(Saved entries)
>>>

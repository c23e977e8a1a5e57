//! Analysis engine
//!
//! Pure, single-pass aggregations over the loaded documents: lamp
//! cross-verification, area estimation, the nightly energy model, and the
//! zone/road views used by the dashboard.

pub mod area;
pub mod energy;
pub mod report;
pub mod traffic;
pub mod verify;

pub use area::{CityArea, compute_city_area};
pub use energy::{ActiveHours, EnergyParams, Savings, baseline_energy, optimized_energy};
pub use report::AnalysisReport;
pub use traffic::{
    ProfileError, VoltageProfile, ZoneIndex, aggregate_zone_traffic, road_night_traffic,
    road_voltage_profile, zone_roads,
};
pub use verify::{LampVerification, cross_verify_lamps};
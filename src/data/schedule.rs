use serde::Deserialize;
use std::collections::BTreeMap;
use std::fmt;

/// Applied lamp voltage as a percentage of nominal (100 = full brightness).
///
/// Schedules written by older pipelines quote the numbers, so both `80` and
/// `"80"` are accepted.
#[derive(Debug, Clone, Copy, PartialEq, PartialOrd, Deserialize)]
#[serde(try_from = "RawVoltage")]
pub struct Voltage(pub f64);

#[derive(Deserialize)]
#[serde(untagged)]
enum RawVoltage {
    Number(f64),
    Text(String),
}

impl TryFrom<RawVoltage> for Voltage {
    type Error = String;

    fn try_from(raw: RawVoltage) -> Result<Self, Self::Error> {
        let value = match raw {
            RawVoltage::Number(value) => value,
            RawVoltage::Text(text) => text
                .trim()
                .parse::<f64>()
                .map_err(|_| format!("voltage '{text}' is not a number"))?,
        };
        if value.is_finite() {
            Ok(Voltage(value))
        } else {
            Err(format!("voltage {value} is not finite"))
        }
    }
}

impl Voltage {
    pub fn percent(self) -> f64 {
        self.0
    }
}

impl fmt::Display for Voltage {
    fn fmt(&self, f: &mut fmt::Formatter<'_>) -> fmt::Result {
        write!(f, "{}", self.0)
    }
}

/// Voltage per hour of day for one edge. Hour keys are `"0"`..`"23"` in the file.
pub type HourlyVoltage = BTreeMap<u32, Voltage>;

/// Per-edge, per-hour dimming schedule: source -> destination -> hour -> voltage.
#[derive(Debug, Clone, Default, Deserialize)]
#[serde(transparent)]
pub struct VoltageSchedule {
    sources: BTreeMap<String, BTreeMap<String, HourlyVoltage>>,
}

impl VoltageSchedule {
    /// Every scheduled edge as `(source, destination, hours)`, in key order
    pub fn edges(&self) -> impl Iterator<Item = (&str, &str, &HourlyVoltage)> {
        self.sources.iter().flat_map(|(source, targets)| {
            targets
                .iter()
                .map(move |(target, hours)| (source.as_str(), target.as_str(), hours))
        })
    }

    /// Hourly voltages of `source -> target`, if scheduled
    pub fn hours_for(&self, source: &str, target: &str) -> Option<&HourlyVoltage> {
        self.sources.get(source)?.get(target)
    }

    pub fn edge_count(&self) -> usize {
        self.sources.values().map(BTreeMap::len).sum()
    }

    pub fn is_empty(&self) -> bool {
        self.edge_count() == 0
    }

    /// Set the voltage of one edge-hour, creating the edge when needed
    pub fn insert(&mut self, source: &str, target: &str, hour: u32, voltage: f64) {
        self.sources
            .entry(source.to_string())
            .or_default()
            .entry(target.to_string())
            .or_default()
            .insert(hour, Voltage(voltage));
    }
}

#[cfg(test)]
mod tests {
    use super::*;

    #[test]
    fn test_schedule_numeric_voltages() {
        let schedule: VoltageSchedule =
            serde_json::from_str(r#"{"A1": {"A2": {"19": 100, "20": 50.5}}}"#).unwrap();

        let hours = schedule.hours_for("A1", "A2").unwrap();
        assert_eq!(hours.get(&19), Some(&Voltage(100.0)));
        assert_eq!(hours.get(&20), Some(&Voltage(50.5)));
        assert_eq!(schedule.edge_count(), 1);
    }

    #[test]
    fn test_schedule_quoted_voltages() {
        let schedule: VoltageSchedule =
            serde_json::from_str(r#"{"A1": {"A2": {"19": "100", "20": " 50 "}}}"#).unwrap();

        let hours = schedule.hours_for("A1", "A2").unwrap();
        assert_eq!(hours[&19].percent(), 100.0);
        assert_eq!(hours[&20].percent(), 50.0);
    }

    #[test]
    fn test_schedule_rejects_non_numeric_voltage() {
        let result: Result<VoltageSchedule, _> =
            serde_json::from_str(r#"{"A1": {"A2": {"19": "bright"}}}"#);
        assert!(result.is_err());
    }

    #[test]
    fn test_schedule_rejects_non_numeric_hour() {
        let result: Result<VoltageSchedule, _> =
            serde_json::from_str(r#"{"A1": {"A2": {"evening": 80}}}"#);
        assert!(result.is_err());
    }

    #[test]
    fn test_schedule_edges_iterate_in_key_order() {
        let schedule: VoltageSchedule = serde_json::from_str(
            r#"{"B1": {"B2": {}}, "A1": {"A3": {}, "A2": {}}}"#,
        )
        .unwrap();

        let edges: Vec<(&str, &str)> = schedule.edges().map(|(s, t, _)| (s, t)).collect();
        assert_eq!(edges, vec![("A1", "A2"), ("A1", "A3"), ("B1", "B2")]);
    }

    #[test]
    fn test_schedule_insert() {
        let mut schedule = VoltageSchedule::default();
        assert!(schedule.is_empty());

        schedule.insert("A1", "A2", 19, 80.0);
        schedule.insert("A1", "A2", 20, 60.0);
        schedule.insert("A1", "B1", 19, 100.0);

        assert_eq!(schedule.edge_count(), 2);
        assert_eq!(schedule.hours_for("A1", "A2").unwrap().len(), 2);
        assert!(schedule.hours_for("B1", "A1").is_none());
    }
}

<<<

◆ Exercise instructions
Lines containing the word "VoltageSchedule" must be found in the data above and copied.

◆ Reply to the exercise
pub struct VoltageSchedule {
impl VoltageSchedule {
        let schedule: VoltageSchedule =
        let schedule: VoltageSchedule =
        let result: Result<VoltageSchedule, _> =
        let result: Result<VoltageSchedule, _> =
        let schedule: VoltageSchedule = serde_json::from_str(
        let mut schedule = VoltageSchedule::default();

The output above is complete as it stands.